Sceau de Mohenjo Daro, 3000-1500 av. JC |
En mai 1986 nous recevions les instructions de Tenga Rinpoché sur la pratique quotidienne de Mahākāla Bernakchen (khaM yig ma). Après les trois jours d’instructions, il y avait la possibilité de poser des questions. Une des questions portait sur la « réalité » des divinités, notamment les divinités jñānasattva (tib. ye shes pa) qui étaient invitées de leurs paradis respectifs, pour venir se fondre dans les divinités visualisées samayasattva (tib. dam tshig pa) par l’adepte. La réponse fut vérifiée plusieurs fois, mais Tenga Rinpoché était très explicite sur le fait qu’il s’agissait d’une méditation, et qu’il n’y avait pas des paradis quelque part dans l’univers, d’où descendraient ces divinités et où elles remonteraient après le rituel.
Cela rejoint la notion de la divinité de méditation, ou « dieu des yogins » (īśvara) que l’on trouva au départ dans le Yoga, mais non dans le Sāṃkhya qui est « athée » (sct. nirīśvara), littéralement sans Seigneur suprême. Le Yoga est théiste (sct. seśvara). L’īśvara n’est pas un Dieu créateur. Son rôle est assez modeste et sert d’objet de concentration au yogi pour que celui-ci atteigne le samādhi[1]. Mais ce théisme modéré a pu prendre de la substance au cours des siècles suivants et subi sans doute des influences monistes, monothéistes ou monothéisantes.

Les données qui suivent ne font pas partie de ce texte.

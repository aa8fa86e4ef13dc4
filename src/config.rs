use anyhow::{Context, Result};
use serde::{Deserialize, Serialize};
use std::path::{Path, PathBuf};
use tracing::info;

#[derive(Debug, Clone, Default, Serialize, Deserialize)]
#[serde(default)]
pub struct Config {
    pub general: GeneralConfig,

    pub security: SecurityConfig,

    /// File the config was read from; `None` when running on defaults.
    #[serde(skip)]
    pub source: Option<PathBuf>,
}

#[derive(Debug, Clone, Serialize, Deserialize)]
#[serde(default)]
pub struct GeneralConfig {
    pub database_path: String,

    pub log_level: String,

    /// Number of tokio worker threads (default: 2)
    /// Set to 0 to use the number of CPU cores
    pub worker_threads: usize,

    /// Maximum database connections (default: 5)
    pub max_db_connections: u32,

    /// Minimum database connections (default: 1)
    pub min_db_connections: u32,
}

impl Default for GeneralConfig {
    fn default() -> Self {
        Self {
            database_path: "sqlite:data/accounts.db".to_string(),
            log_level: "info".to_string(),
            worker_threads: 2,
            max_db_connections: 5,
            min_db_connections: 1,
        }
    }
}

#[derive(Debug, Clone, Serialize, Deserialize)]
#[serde(default)]
pub struct SecurityConfig {
    /// Argon2 memory cost in KiB (default: 8192 = 8MB)
    /// Lower values reduce memory usage but decrease GPU resistance.
    pub argon2_memory_cost_kib: u32,

    /// Argon2 time cost (iterations) - higher = more CPU work
    pub argon2_time_cost: u32,

    /// Argon2 parallelism (default: 1)
    pub argon2_parallelism: u32,

    /// Minimum length for passwords set through the CLI. 0 disables the check.
    pub min_password_length: usize,
}

impl Default for SecurityConfig {
    fn default() -> Self {
        Self {
            argon2_memory_cost_kib: 8192, // 8MB instead of 19MB
            argon2_time_cost: 3,          // Compensate with more iterations
            argon2_parallelism: 1,
            min_password_length: 8,
        }
    }
}

impl Config {
    /// Loads the first config file found on the search path, or defaults.
    ///
    /// Runs before logging is set up; `source` records where it came from.
    pub fn load() -> Result<Self> {
        Self::config_paths()
            .into_iter()
            .find(|path| path.exists())
            .map_or_else(|| Ok(Self::default()), |path| Self::load_from_path(&path))
    }

    pub fn load_from_path(path: &Path) -> Result<Self> {
        let content = std::fs::read_to_string(path)
            .with_context(|| format!("Failed to read config file: {}", path.display()))?;

        let mut config: Self = toml::from_str(&content)
            .with_context(|| format!("Failed to parse config file: {}", path.display()))?;
        config.source = Some(path.to_path_buf());

        Ok(config)
    }

    pub fn save_to_path(&self, path: &Path) -> Result<()> {
        if let Some(parent) = path.parent() {
            std::fs::create_dir_all(parent)?;
        }

        let content = toml::to_string_pretty(self)?;
        std::fs::write(path, content)?;
        info!("Config saved to: {}", path.display());
        Ok(())
    }

    fn config_paths() -> Vec<PathBuf> {
        let mut paths = vec![];

        paths.push(Self::default_config_path());

        if let Some(config_dir) = dirs::config_dir() {
            paths.push(config_dir.join("accounts").join("config.toml"));
        }

        if let Some(home) = dirs::home_dir() {
            paths.push(home.join(".accounts").join("config.toml"));
        }

        paths
    }

    fn default_config_path() -> PathBuf {
        PathBuf::from("config.toml")
    }

    pub fn create_default_if_missing() -> Result<bool> {
        let path = Self::default_config_path();
        if path.exists() {
            Ok(false)
        } else {
            let config = Self::default();
            config.save_to_path(&path)?;
            info!("Created default config file: {}", path.display());
            Ok(true)
        }
    }

    pub fn validate(&self) -> Result<()> {
        if self.general.database_path.is_empty() {
            anyhow::bail!("Database path cannot be empty");
        }

        if self.general.max_db_connections == 0 {
            anyhow::bail!("max_db_connections must be > 0");
        }

        if self.general.min_db_connections > self.general.max_db_connections {
            anyhow::bail!(
                "min_db_connections ({}) cannot exceed max_db_connections ({})",
                self.general.min_db_connections,
                self.general.max_db_connections
            );
        }

        argon2::Params::new(
            self.security.argon2_memory_cost_kib,
            self.security.argon2_time_cost,
            self.security.argon2_parallelism,
            None,
        )
        .map_err(|e| anyhow::anyhow!("Invalid Argon2 params: {e}"))?;

        Ok(())
    }
}
use sea_orm_migration::prelude::*;

mod m20260301_create_accounts;

pub struct Migrator;

#[async_trait::async_trait]
impl MigratorTrait for Migrator {
    fn migrations() -> Vec<Box<dyn MigrationTrait>> {
        vec![Box::new(m20260301_create_accounts::Migration)]
    }
}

Depuis son introduction en occident, le bouddhisme se présente plutôt comme une religion non-théiste. Chogyam Trungpa (1939-1987) aimait mettre en avant ce non-théisme[2] pour distinguer le bouddhisme des autres traditions.
« Le bouddhisme est sans doute la seule religion qui ne soit pas fondée sur la révélation de Dieu ni sur la foi ou la dévotion accordées à Dieu, ou à des dieux de n’importe quelle sorte. »[3]Il me semble que depuis ces déclarations de Trungpa, le bouddhisme tibétain a glissé vers un théisme plus prononcé et est en voie de devenir une religion proprement dite. Si on interrogeait maintenant les adeptes du bouddhisme tibétain, je pense qu’il y aurait un bon nombre de réponses positives quant à la « réalité » des divinités, des paradis etc. du type « au moins aussi réels que notre monde à nous »…
La spécificité principale d’un tantra est d’être la révélation d’une divinité ou d’un Bouddha primordiale (sct. adibuddha), qui définit les doctrines, les rituels, les pratiques et les préceptes associés au culte de cette divinité, qui a pour objectif de permettre à l’adepte de s’y identifier et d’obtenir des pouvoirs (sct. siddhi). Du point de vue bouddhiste, cette émulation et réintégration du cadre tantrique shivaïste ou pāñcarātra est présentée comme un expédient (sct. upāya) susceptible de conduire un adepte, incliné naturellement, ou par son conditionnement social, vers le théisme, à une réalisation de type non-dualiste, qui dépasserait à la fois le théisme et le non-théisme. Sans cet aspect upāya, le bouddhisme tantrique est évidemment une religion théiste.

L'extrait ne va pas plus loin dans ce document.